Microsoft released a blog post explaining the behind-the-scenes acquisitions from the incident on July 11, 2023, in which a China-based threat actor named Storm-0558 compromised the security of Microsoft accounts.

The attack was massive; even the U.S. lawmaker’s accounts got hacked, as well as the email accounts of approximately 25 organizations, including U.S. government agencies.

But in April 2021, there was a computer crash, and something important called a “consumer signing key” got mixed up in the crash report. This key was not supposed to be in the crash dump but was due to a race condition. This key material was moved to the corporate network’s debugging environment without detection.

Compromise of an Engineer’s Account

After this key was moved, the group Storm-0558 could hack into an engineer’s Microsoft account. This engineer had access to the part of Microsoft’s computers with the key. The text suggests that no specific logs prove this exfiltration, but it is the most likely way the threat actor acquired the key.

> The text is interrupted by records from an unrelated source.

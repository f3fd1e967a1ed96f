/******************************************************************************
   Author: Joaquín Béjar García
   Email: jb@taunais.com
   Date: 16/10/26
******************************************************************************/

//! Operator console commands.
//!
//! One command per line:
//!
//! | Line | Action |
//! |---|---|
//! | `logon` | log on every session that is not logged on |
//! | `resend <begin> <end>` | ResendRequest on every session (`end = 0` for open-ended) |
//! | `status` | print every session's state |
//! | `logout`, `quit`, `exit` | log out every session and stop |
//! | `help` | list the commands |
//!
//! Logon rounds run through [`interruptible_logon`] so an operator interrupt
//! cancels them instead of waiting out every endpoint timeout.

use fixmux_engine::{Coordinator, LogonReport};
use std::str::FromStr;
use thiserror::Error;
use tracing::warn;

/// A parsed console line.
#[derive(Debug, Clone, Copy, PartialEq, Eq)]
pub enum ConsoleCommand {
    /// Log on every session.
    Logon,
    /// Request a resend of `begin..=end` on every session.
    Resend {
        /// BeginSeqNo.
        begin: u64,
        /// EndSeqNo; zero means open-ended.
        end: u64,
    },
    /// Show session states.
    Status,
    /// Log out and exit.
    Logout,
    /// List commands.
    Help,
}

/// Errors raised while parsing a console line.
#[derive(Debug, Error, Clone, PartialEq, Eq)]
pub enum ConsoleError {
    /// The line was blank.
    #[error("empty command")]
    Empty,

    /// The first word is not a command.
    #[error("unknown command: {0}")]
    Unknown(String),

    /// The command's arguments are wrong.
    #[error("usage: {0}")]
    Usage(&'static str),
}

const RESEND_USAGE: &str = "resend <begin> <end>";

impl FromStr for ConsoleCommand {
    type Err = ConsoleError;

    fn from_str(line: &str) -> Result<Self, Self::Err> {
        let mut words = line.split_whitespace();
        let command = words.next().ok_or(ConsoleError::Empty)?;
        let parsed = match command.to_ascii_lowercase().as_str() {
            "logon" => Self::Logon,
            "status" => Self::Status,
            "logout" | "quit" | "exit" => Self::Logout,
            "help" | "?" => Self::Help,
            "resend" => {
                let mut number = || {
                    words
                        .next()
                        .and_then(|w| w.parse::<u64>().ok())
                        .ok_or(ConsoleError::Usage(RESEND_USAGE))
                };
                let begin = number()?;
                let end = number()?;
                Self::Resend { begin, end }
            }
            other => return Err(ConsoleError::Unknown(other.to_string())),
        };
        if words.next().is_some() {
            return Err(ConsoleError::Usage(parsed.usage()));
        }
        Ok(parsed)
    }
}

impl ConsoleCommand {
    /// Returns the usage line of the command.
    #[must_use]
    pub const fn usage(&self) -> &'static str {
        match self {
            Self::Logon => "logon",
            Self::Resend { .. } => RESEND_USAGE,
            Self::Status => "status",
            Self::Logout => "logout",
            Self::Help => "help",
        }
    }
}

/// Help text listing every command.
pub const HELP: &str = "commands: logon | resend <begin> <end> | status | logout | quit | help";

/// Runs a logon round that `interrupt` can cut short.
///
/// When `interrupt` resolves first the coordinator's in-flight logons are
/// cancelled and the round is still awaited, so every session has settled
/// (cancelled ones end `Faulted`) when this returns.
///
/// # Returns
/// The round's report and whether it was interrupted.
pub async fn interruptible_logon(
    coordinator: &Coordinator,
    logon: impl Future<Output = LogonReport>,
    interrupt: impl Future<Output = ()>,
) -> (LogonReport, bool) {
    tokio::pin!(logon);
    tokio::select! {
        report = &mut logon => (report, false),
        () = interrupt => {
            warn!("interrupted, cancelling logons");
            coordinator.cancellation().cancel();
            (logon.await, true)
        }
    }
}
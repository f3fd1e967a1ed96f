/******************************************************************************
   Author: Joaquín Béjar García
   Email: jb@taunais.com
   Date: 16/10/26
******************************************************************************/

//! `fixmux` operator binary.
//!
//! Loads the session configuration, logs every session on and then serves a
//! line-oriented console on stdin. Ctrl-C logs everything out and exits.
//!
//! Console logging is controlled through `RUST_LOG`; a daily diagnostic file
//! is written under the log directory (see [`fixmux::logging`]).

use anyhow::{Context, bail};
use clap::Parser;
use fixmux::console::{ConsoleCommand, HELP, interruptible_logon};
use fixmux::prelude::*;
use std::path::PathBuf;
use tokio::io::{AsyncBufReadExt, BufReader};
use tokio::sync::broadcast::error::RecvError;
use tracing::{error, info, warn};

/// Multi-session FIX initiator.
#[derive(Parser, Debug)]
#[command(author, version, about, long_about = None)]
struct Cli {
    /// Path of the YAML session configuration.
    #[arg(short, long, default_value = "fixmux.yaml")]
    config: PathBuf,

    /// Do not log on at startup; wait for the `logon` command.
    #[arg(long)]
    no_logon: bool,
}

#[tokio::main]
async fn main() -> anyhow::Result<()> {
    let cli = Cli::parse();

    let loaded = fixmux::config::load(&cli.config)
        .with_context(|| format!("loading {}", cli.config.display()))?;
    let _log_guard = fixmux::logging::init(&loaded.log_dir).context("initializing logging")?;
    info!(
        config = %cli.config.display(),
        sessions = loaded.sessions.len(),
        "configuration loaded"
    );
    for rejected in &loaded.rejected {
        warn!(session = %rejected.label, error = %rejected.error, "session skipped");
    }
    if loaded.sessions.is_empty() {
        bail!("no valid session in {}", cli.config.display());
    }

    let coordinator = loaded
        .engine_builder()
        .build()
        .context("building the engine")?;
    tokio::spawn(print_events(coordinator.subscribe()));

    if !cli.no_logon {
        let (report, interrupted) =
            interruptible_logon(&coordinator, coordinator.logon_all(), ctrl_c()).await;
        print_logon(&report);
        if interrupted {
            print_operation("logout", &coordinator.shutdown().await);
            return Ok(());
        }
    }
    println!("{HELP}");

    let mut lines = BufReader::new(tokio::io::stdin()).lines();
    loop {
        let line = tokio::select! {
            () = ctrl_c() => break,
            line = lines.next_line() => line.context("reading stdin")?,
        };
        let Some(line) = line else { break };
        if line.trim().is_empty() {
            continue;
        }

        match line.parse::<ConsoleCommand>() {
            Ok(ConsoleCommand::Logon) => {
                let (report, interrupted) =
                    interruptible_logon(&coordinator, coordinator.logon_idle(), ctrl_c()).await;
                print_logon(&report);
                if interrupted {
                    break;
                }
            }
            Ok(ConsoleCommand::Resend { begin, end }) => {
                print_operation("resend", &coordinator.resend_all(begin, end).await);
            }
            Ok(ConsoleCommand::Status) => {
                for (session, state) in coordinator.states() {
                    println!("{session}: {state}");
                }
            }
            Ok(ConsoleCommand::Logout) => break,
            Ok(ConsoleCommand::Help) => println!("{HELP}"),
            Err(e) => println!("{e}"),
        }
    }

    print_operation("logout", &coordinator.shutdown().await);
    info!("bye");
    Ok(())
}

/// Resolves on Ctrl-C; never resolves if the signal cannot be listened for.
async fn ctrl_c() {
    if let Err(e) = tokio::signal::ctrl_c().await {
        error!(error = %e, "cannot listen for Ctrl-C");
        std::future::pending::<()>().await;
    }
}

fn print_logon(report: &LogonReport) {
    for (session, endpoint) in &report.succeeded {
        println!("{session}: logged on via {endpoint}");
    }
    for (session, error) in &report.failed {
        println!("{session}: logon failed: {error}");
    }
}

fn print_operation(operation: &str, report: &OperationReport) {
    for session in &report.succeeded {
        println!("{session}: {operation} ok");
    }
    for (session, error) in &report.failed {
        println!("{session}: {operation} failed: {error}");
    }
}

async fn print_events(mut events: tokio::sync::broadcast::Receiver<SessionEvent>) {
    loop {
        match events.recv().await {
            Ok(SessionEvent::Execution { session, record }) => println!("{session}: {record}"),
            // already traced by the pipeline
            Ok(SessionEvent::Message { .. }) => {}
            Ok(event) => info!("{event}"),
            Err(RecvError::Lagged(missed)) => warn!(missed, "event printer fell behind"),
            Err(RecvError::Closed) => break,
        }
    }
}
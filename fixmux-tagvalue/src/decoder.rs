/******************************************************************************
   Author: Joaquín Béjar García
   Email: jb@taunais.com
   Date: 16/10/26
******************************************************************************/

//! Zero-copy FIX message decoder.
//!
//! Field values are returned as references into the input buffer; nothing is
//! allocated per field. RawData (96) is read by the length announced in the
//! preceding RawDataLength (95), so its value may contain SOH or '='.

use crate::checksum::{calculate_checksum, parse_checksum};
use fixmux_core::error::DecodeError;
use fixmux_core::field::FieldRef;
use fixmux_core::message::{MsgType, RawMessage};
use fixmux_core::tags;
use memchr::memchr;
use smallvec::SmallVec;

/// SOH (Start of Header) delimiter used in FIX messages.
pub const SOH: u8 = 0x01;

/// Equals sign delimiter between tag and value.
pub const EQUALS: u8 = b'=';

/// Number of leading fields searched for MsgType by [`scan_msg_type`].
const HEADER_SCAN_FIELDS: usize = 8;

/// Zero-copy FIX message decoder.
#[derive(Debug)]
pub struct Decoder<'a> {
    input: &'a [u8],
    offset: usize,
    raw_data_len: Option<usize>,
}

impl<'a> Decoder<'a> {
    /// Creates a new decoder for the given input buffer.
    #[inline]
    #[must_use]
    pub const fn new(input: &'a [u8]) -> Self {
        Self {
            input,
            offset: 0,
            raw_data_len: None,
        }
    }

    /// Decodes one complete FIX message from the buffer.
    ///
    /// The message must start with BeginString (8), BodyLength (9) and
    /// MsgType (35), in that order.
    ///
    /// # Errors
    /// Returns `DecodeError` if the message is malformed or incomplete.
    pub fn decode(&mut self) -> Result<RawMessage<'a>, DecodeError> {
        let start = self.offset;

        let begin_string = self.next_field().ok_or(DecodeError::Incomplete)?;
        if begin_string.tag != tags::BEGIN_STRING {
            return Err(DecodeError::InvalidBeginString);
        }

        let body_length = self.next_field().ok_or(DecodeError::MissingBodyLength)?;
        if body_length.tag != tags::BODY_LENGTH {
            return Err(DecodeError::MissingBodyLength);
        }
        body_length
            .as_str()?
            .parse::<usize>()
            .map_err(|_| DecodeError::InvalidBodyLength)?;

        let msg_type_field = self.next_field().ok_or(DecodeError::MissingMsgType)?;
        if msg_type_field.tag != tags::MSG_TYPE {
            return Err(DecodeError::MissingMsgType);
        }
        let msg_type = parse_msg_type(msg_type_field.as_str()?);

        let mut fields: SmallVec<[FieldRef<'a>; 32]> = SmallVec::new();
        fields.push(begin_string);
        fields.push(body_length);
        fields.push(msg_type_field);

        let mut checksum_field = None;
        while let Some(field) = self.next_field() {
            if field.tag == tags::CHECK_SUM {
                checksum_field = Some(field);
                break;
            }
            fields.push(field);
        }

        let checksum = checksum_field.ok_or(DecodeError::Incomplete)?;
        let declared =
            parse_checksum(checksum.value).ok_or_else(|| DecodeError::InvalidFieldValue {
                tag: tags::CHECK_SUM,
                reason: "invalid checksum format".to_string(),
            })?;

        // "10=" precedes the value
        let checksum_start = self.value_offset(checksum.value) - 3;
        let calculated = calculate_checksum(&self.input[start..checksum_start]);
        if calculated != declared {
            return Err(DecodeError::ChecksumMismatch {
                calculated,
                declared,
            });
        }

        Ok(RawMessage::new(
            &self.input[start..self.offset],
            msg_type,
            fields,
        ))
    }

    /// Parses the next field from the buffer.
    ///
    /// A RawData (96) field directly after RawDataLength (95) spans exactly
    /// the announced number of bytes and must be followed by SOH.
    ///
    /// # Returns
    /// The next field, or `None` if the buffer is exhausted or malformed.
    #[inline]
    pub fn next_field(&mut self) -> Option<FieldRef<'a>> {
        let remaining = self.input.get(self.offset..)?;
        if remaining.is_empty() {
            return None;
        }

        let eq_pos = memchr(EQUALS, remaining)?;
        let tag = parse_tag(&remaining[..eq_pos])?;

        let value_start = eq_pos + 1;
        let value_len = match self.raw_data_len.take() {
            Some(len) if tag == tags::RAW_DATA => {
                let value_end = value_start.checked_add(len)?;
                (*remaining.get(value_end)? == SOH).then_some(len)?
            }
            _ => memchr(SOH, &remaining[value_start..])?,
        };
        let value = &remaining[value_start..value_start + value_len];

        if tag == tags::RAW_DATA_LENGTH {
            self.raw_data_len = std::str::from_utf8(value).ok()?.parse().ok();
        }

        self.offset += value_start + value_len + 1;
        Some(FieldRef::new(tag, value))
    }

    /// Returns the current offset in the buffer.
    #[inline]
    #[must_use]
    pub const fn offset(&self) -> usize {
        self.offset
    }

    /// Returns true if the buffer has been fully consumed.
    #[inline]
    #[must_use]
    pub fn is_empty(&self) -> bool {
        self.offset >= self.input.len()
    }

    fn value_offset(&self, value: &[u8]) -> usize {
        value.as_ptr() as usize - self.input.as_ptr() as usize
    }
}

/// Finds MsgType (35) among the leading header fields without validating
/// the rest of the message.
///
/// # Returns
/// `None` when no readable tag 35 appears in the header.
#[must_use]
pub fn scan_msg_type(input: &[u8]) -> Option<MsgType> {
    let mut decoder = Decoder::new(input);
    for _ in 0..HEADER_SCAN_FIELDS {
        let field = decoder.next_field()?;
        if field.tag == tags::MSG_TYPE {
            let value = field.as_str().ok()?;
            if value.is_empty() {
                return None;
            }
            return Some(parse_msg_type(value));
        }
    }
    None
}

fn parse_msg_type(value: &str) -> MsgType {
    match value.parse() {
        Ok(msg_type) => msg_type,
        Err(never) => match never {},
    }
}

/// Parses a tag number from ASCII digits.
#[inline]
fn parse_tag(bytes: &[u8]) -> Option<u32> {
    if bytes.is_empty() || bytes.len() > 10 {
        return None;
    }

    let mut result: u32 = 0;
    for &b in bytes {
        if !b.is_ascii_digit() {
            return None;
        }
        result = result.checked_mul(10)?.checked_add(u32::from(b - b'0'))?;
    }

    Some(result)
}

#[cfg(test)]
mod tests {
    use super::*;
    use crate::encoder::Encoder;

    fn heartbeat() -> Vec<u8> {
        let mut encoder = Encoder::new("FIX.4.4");
        encoder.put_str(35, "0");
        encoder.put_str(49, "CLIENT");
        encoder.put_str(56, "VENUE");
        encoder.put_uint(34, 7);
        encoder.finish().to_vec()
    }

    #[test]
    fn test_parse_tag() {
        assert_eq!(parse_tag(b"8"), Some(8));
        assert_eq!(parse_tag(b"12345"), Some(12345));
        assert_eq!(parse_tag(b""), None);
        assert_eq!(parse_tag(b"12a"), None);
    }

    #[test]
    fn test_next_field() {
        let mut decoder = Decoder::new(b"8=FIX.4.4\x019=5\x0135=0\x01");
        assert_eq!(decoder.next_field().unwrap().tag, 8);
        assert_eq!(decoder.next_field().unwrap().as_str().unwrap(), "5");
        assert_eq!(decoder.next_field().unwrap().tag, 35);
        assert!(decoder.next_field().is_none());
        assert!(decoder.is_empty());
    }

    #[test]
    fn test_decode_encoded_message() {
        let bytes = heartbeat();
        let msg = Decoder::new(&bytes).decode().unwrap();
        assert_eq!(*msg.msg_type(), MsgType::Heartbeat);
        assert_eq!(msg.get_field_str(49), Some("CLIENT"));
        assert_eq!(msg.get_field_as::<u64>(34).unwrap(), 7);
        assert_eq!(msg.len(), bytes.len());
    }

    #[test]
    fn test_decode_checksum_mismatch() {
        let mut bytes = heartbeat();
        let pos = bytes.windows(6).position(|w| w == b"CLIENT").unwrap();
        bytes[pos] = b'K';
        assert!(matches!(
            Decoder::new(&bytes).decode(),
            Err(DecodeError::ChecksumMismatch { .. })
        ));
    }

    #[test]
    fn test_raw_data_spans_announced_length() {
        let payload = "key=abc\x01sig=x=y";
        let mut encoder = Encoder::new("FIX.4.4");
        encoder.put_str(35, "A");
        encoder.put_uint(95, payload.len() as u64);
        encoder.put_str(96, payload);
        encoder.put_str(108, "30");
        let bytes = encoder.finish().to_vec();

        let msg = Decoder::new(&bytes).decode().unwrap();
        assert_eq!(*msg.msg_type(), MsgType::Logon);
        assert_eq!(msg.get_field_str(96), Some(payload));
        assert_eq!(msg.get_field_str(108), Some("30"));
    }

    #[test]
    fn test_raw_data_without_trailing_soh_is_rejected() {
        let mut decoder = Decoder::new(b"95=9\x0196=abc\x01108=30\x01");
        assert_eq!(decoder.next_field().unwrap().tag, 95);
        assert!(decoder.next_field().is_none());

        // Without a preceding length, SOH ends the value as usual.
        let mut decoder = Decoder::new(b"96=abc\x01108=30\x01");
        assert_eq!(decoder.next_field().unwrap().as_str().unwrap(), "abc");
        assert_eq!(decoder.next_field().unwrap().tag, 108);
    }

    #[test]
    fn test_decode_requires_msg_type_third() {
        let input = b"8=FIX.4.4\x019=5\x0149=X\x0110=000\x01";
        assert!(matches!(
            Decoder::new(input).decode(),
            Err(DecodeError::MissingMsgType)
        ));
    }

    #[test]
    fn test_scan_msg_type() {
        assert_eq!(scan_msg_type(&heartbeat()), Some(MsgType::Heartbeat));
        assert_eq!(
            scan_msg_type(b"8=FIX.4.4\x019=10\x0135=8\x01garbage"),
            Some(MsgType::ExecutionReport)
        );
        assert_eq!(scan_msg_type(b"8=FIX.4.4\x019=10\x0149=X\x01"), None);
        assert_eq!(scan_msg_type(b"not fix at all"), None);
        assert_eq!(scan_msg_type(b"8=FIX.4.4\x0135=\x01"), None);
    }
}
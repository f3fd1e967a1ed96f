/******************************************************************************
   Author: Joaquín Béjar García
   Email: jb@taunais.com
   Date: 16/10/26
******************************************************************************/

//! Engine builder for fluent configuration.
//!
//! Collects validated session settings and the shared resources they run
//! against, then wires everything into a [`Coordinator`].

use crate::coordinator::Coordinator;
use crate::events::DEFAULT_EVENT_CAPACITY;
use crate::initiator::Initiator;
use fixmux_core::error::{ConfigError, Result};
use fixmux_session::SessionSettings;
use fixmux_session::config::DEFAULT_LOG_DIR;
use fixmux_store::CommunalLog;
use fixmux_transport::{Connector, TcpConnector};
use std::collections::HashSet;
use std::path::{Path, PathBuf};
use std::sync::Arc;
use tokio::sync::broadcast;
use tokio_util::sync::CancellationToken;
use tracing::info;

/// Builder for a multi-session [`Coordinator`].
pub struct EngineBuilder {
    /// Session settings, in configuration order.
    sessions: Vec<SessionSettings>,
    /// Directory of the communal log.
    log_dir: PathBuf,
    /// Opens connections for every session.
    connector: Arc<dyn Connector>,
    /// Capacity of the event broadcast channel.
    event_capacity: usize,
    /// Parent of every session's cancellation token.
    cancel: CancellationToken,
}

impl Default for EngineBuilder {
    fn default() -> Self {
        Self::new()
    }
}

impl EngineBuilder {
    /// Creates a builder with plain TCP and the default log directory.
    #[must_use]
    pub fn new() -> Self {
        Self {
            sessions: Vec::new(),
            log_dir: PathBuf::from(DEFAULT_LOG_DIR),
            connector: Arc::new(TcpConnector::new()),
            event_capacity: DEFAULT_EVENT_CAPACITY,
            cancel: CancellationToken::new(),
        }
    }

    /// Adds a session.
    #[must_use]
    pub fn add_session(mut self, settings: SessionSettings) -> Self {
        self.sessions.push(settings);
        self
    }

    /// Adds several sessions, keeping their order.
    #[must_use]
    pub fn add_sessions(mut self, settings: impl IntoIterator<Item = SessionSettings>) -> Self {
        self.sessions.extend(settings);
        self
    }

    /// Sets the directory of the communal log files.
    #[must_use]
    pub fn with_log_dir(mut self, dir: impl Into<PathBuf>) -> Self {
        self.log_dir = dir.into();
        self
    }

    /// Replaces the connector used by every session.
    #[must_use]
    pub fn with_connector(mut self, connector: Arc<dyn Connector>) -> Self {
        self.connector = connector;
        self
    }

    /// Sets the capacity of the event channel.
    ///
    /// Subscribers that fall further behind than this lose the oldest events.
    #[must_use]
    pub fn with_event_capacity(mut self, capacity: usize) -> Self {
        self.event_capacity = capacity.max(1);
        self
    }

    /// Ties the engine to a parent token; cancelling it stops every session.
    #[must_use]
    pub fn with_cancellation(mut self, parent: &CancellationToken) -> Self {
        self.cancel = parent.child_token();
        self
    }

    /// Returns the configured sessions.
    #[must_use]
    pub fn sessions(&self) -> &[SessionSettings] {
        &self.sessions
    }

    /// Returns the communal log directory.
    #[must_use]
    pub fn log_dir(&self) -> &Path {
        &self.log_dir
    }

    /// Opens the communal log and creates one initiator per session.
    ///
    /// # Errors
    /// - `ConfigError::InvalidField` if two sessions share a session key
    /// - `LogWriteError` if the communal log cannot be opened
    /// - `StoreError` if a sequence store cannot be opened
    pub fn build(self) -> Result<Coordinator> {
        let mut seen = HashSet::new();
        for settings in &self.sessions {
            let id = settings.session_id();
            if !seen.insert(id.clone()) {
                return Err(ConfigError::InvalidField {
                    field: "sessions",
                    reason: format!("duplicate session {id}"),
                }
                .into());
            }
        }

        let communal = Arc::new(CommunalLog::open(&self.log_dir)?);
        let (events, _) = broadcast::channel(self.event_capacity);

        let initiators = self
            .sessions
            .into_iter()
            .map(|settings| {
                Initiator::new(
                    settings,
                    Arc::clone(&communal),
                    Arc::clone(&self.connector),
                    events.clone(),
                    self.cancel.child_token(),
                )
            })
            .collect::<Result<Vec<_>>>()?;

        info!(
            sessions = initiators.len(),
            log_dir = %self.log_dir.display(),
            "engine built"
        );
        Ok(Coordinator::new(initiators, events, self.cancel, communal))
    }
}

impl std::fmt::Debug for EngineBuilder {
    fn fmt(&self, f: &mut std::fmt::Formatter<'_>) -> std::fmt::Result {
        f.debug_struct("EngineBuilder")
            .field("sessions", &self.sessions.len())
            .field("log_dir", &self.log_dir)
            .field("event_capacity", &self.event_capacity)
            .finish_non_exhaustive()
    }
}

#[cfg(test)]
mod tests {
    use super::*;
    use fixmux_session::{EndpointRole, SessionSettingsBuilder};

    fn settings(sender: &str, log_dir: &Path) -> SessionSettings {
        SessionSettingsBuilder::new("FIX.4.4", sender, "VENUE")
            .endpoint("127.0.0.1", 9876, EndpointRole::Primary)
            .log_dir(log_dir)
            .build()
            .unwrap()
    }

    #[test]
    fn test_engine_builder_default() {
        let builder = EngineBuilder::new();
        assert!(builder.sessions().is_empty());
        assert_eq!(builder.log_dir(), Path::new("log"));
    }

    #[test]
    fn test_build_coordinator() {
        let dir = tempfile::tempdir().unwrap();
        let coordinator = EngineBuilder::new()
            .add_session(settings("A", dir.path()))
            .add_session(settings("B", dir.path()))
            .with_log_dir(dir.path())
            .build()
            .unwrap();

        assert_eq!(coordinator.sessions().len(), 2);
        assert!(coordinator.communal_log().messages_path().exists());
        assert!(
            coordinator
                .states()
                .iter()
                .all(|(_, state)| *state == fixmux_session::SessionState::Disconnected)
        );
    }

    #[test]
    fn test_duplicate_session_rejected() {
        let dir = tempfile::tempdir().unwrap();
        let err = EngineBuilder::new()
            .add_sessions([settings("A", dir.path()), settings("A", dir.path())])
            .with_log_dir(dir.path())
            .build()
            .unwrap_err();

        assert!(matches!(
            err,
            fixmux_core::error::FixError::Config(ConfigError::InvalidField {
                field: "sessions",
                ..
            })
        ));
    }

    #[test]
    fn test_parent_cancellation_propagates() {
        let dir = tempfile::tempdir().unwrap();
        let parent = CancellationToken::new();
        let coordinator = EngineBuilder::new()
            .add_session(settings("A", dir.path()))
            .with_log_dir(dir.path())
            .with_cancellation(&parent)
            .build()
            .unwrap();

        parent.cancel();
        assert!(coordinator.cancellation().is_cancelled());
    }
}
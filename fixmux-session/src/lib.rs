/******************************************************************************
   Author: Joaquín Béjar García
   Email: jb@taunais.com
   Date: 16/10/26
******************************************************************************/

//! # fixmux Session
//!
//! FIX session layer building blocks for the fixmux initiator.
//!
//! This crate provides:
//! - **Configuration**: Validated per-session settings and endpoint candidates
//! - **State machine**: Observable connectivity state with checked transitions
//! - **Sequence management**: Persist-before-use sequence numbers
//! - **Heartbeat handling**: Heartbeat/TestRequest timing
//! - **Classification**: Logon authentication and message classes
//! - **Execution extraction**: ExecutionReport field extraction

pub mod classifier;
pub mod config;
pub mod execution;
pub mod heartbeat;
pub mod sequence;
pub mod state;

pub use classifier::{Classifier, classify_outbound, classify_raw};
pub use config::{
    Endpoint, EndpointConfig, EndpointRole, RawSessionConfig, SessionId, SessionIdentity,
    SessionSettings, SessionSettingsBuilder,
};
pub use execution::extract_execution;
pub use heartbeat::{HeartbeatAction, HeartbeatManager};
pub use sequence::{SequenceManager, SequenceResult};
pub use state::{SessionState, StateCell};
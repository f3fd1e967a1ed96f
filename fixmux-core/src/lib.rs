/******************************************************************************
   Author: Joaquín Béjar García
   Email: jb@taunais.com
   Date: 16/10/26
******************************************************************************/

//! # fixmux Core
//!
//! Core types and error definitions shared by every fixmux crate.
//!
//! - **Error types**: one `thiserror` enum per domain, rolled up into [`FixError`]
//! - **Field access**: zero-copy [`FieldRef`] plus the [`tags`] constants
//! - **Messages**: [`RawMessage`] for decoded input, [`OutboundMessage`] for
//!   messages under construction and [`WireMessage`] for what crossed the wire
//! - **Executions**: the [`ExecutionRecord`] extracted from fills
//! - **Core types**: [`SeqNum`], [`Timestamp`], [`CompId`], [`Side`]

pub mod error;
pub mod execution;
pub mod field;
pub mod message;
pub mod tags;
pub mod types;

pub use error::{
    ConfigError, DecodeError, FixError, LogWriteError, Result, SessionError, StoreError,
};
pub use execution::ExecutionRecord;
pub use field::FieldRef;
pub use message::{Classification, Direction, MsgType, OutboundMessage, RawMessage, WireMessage};
pub use types::{CompId, SeqNum, Side, Timestamp};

Why a Consumer Key Accessed Enterprise Mail

Microsoft explains that they introduced a common key metadata publishing endpoint in September 2018 to support applications for both consumer and enterprise accounts. However, a mistake was made in updating libraries and documentation related to key scope validation. This meant the hackers could use a regular key to get into business email.

Microsoft outlines the actions taken to address the incident. These include identifying and correcting the race condition issue, enhancing prevention, detection, and response mechanisms for handling key material in crash dumps, improving credential scanning, and releasing enhanced libraries to automate key scope validation in authentication libraries.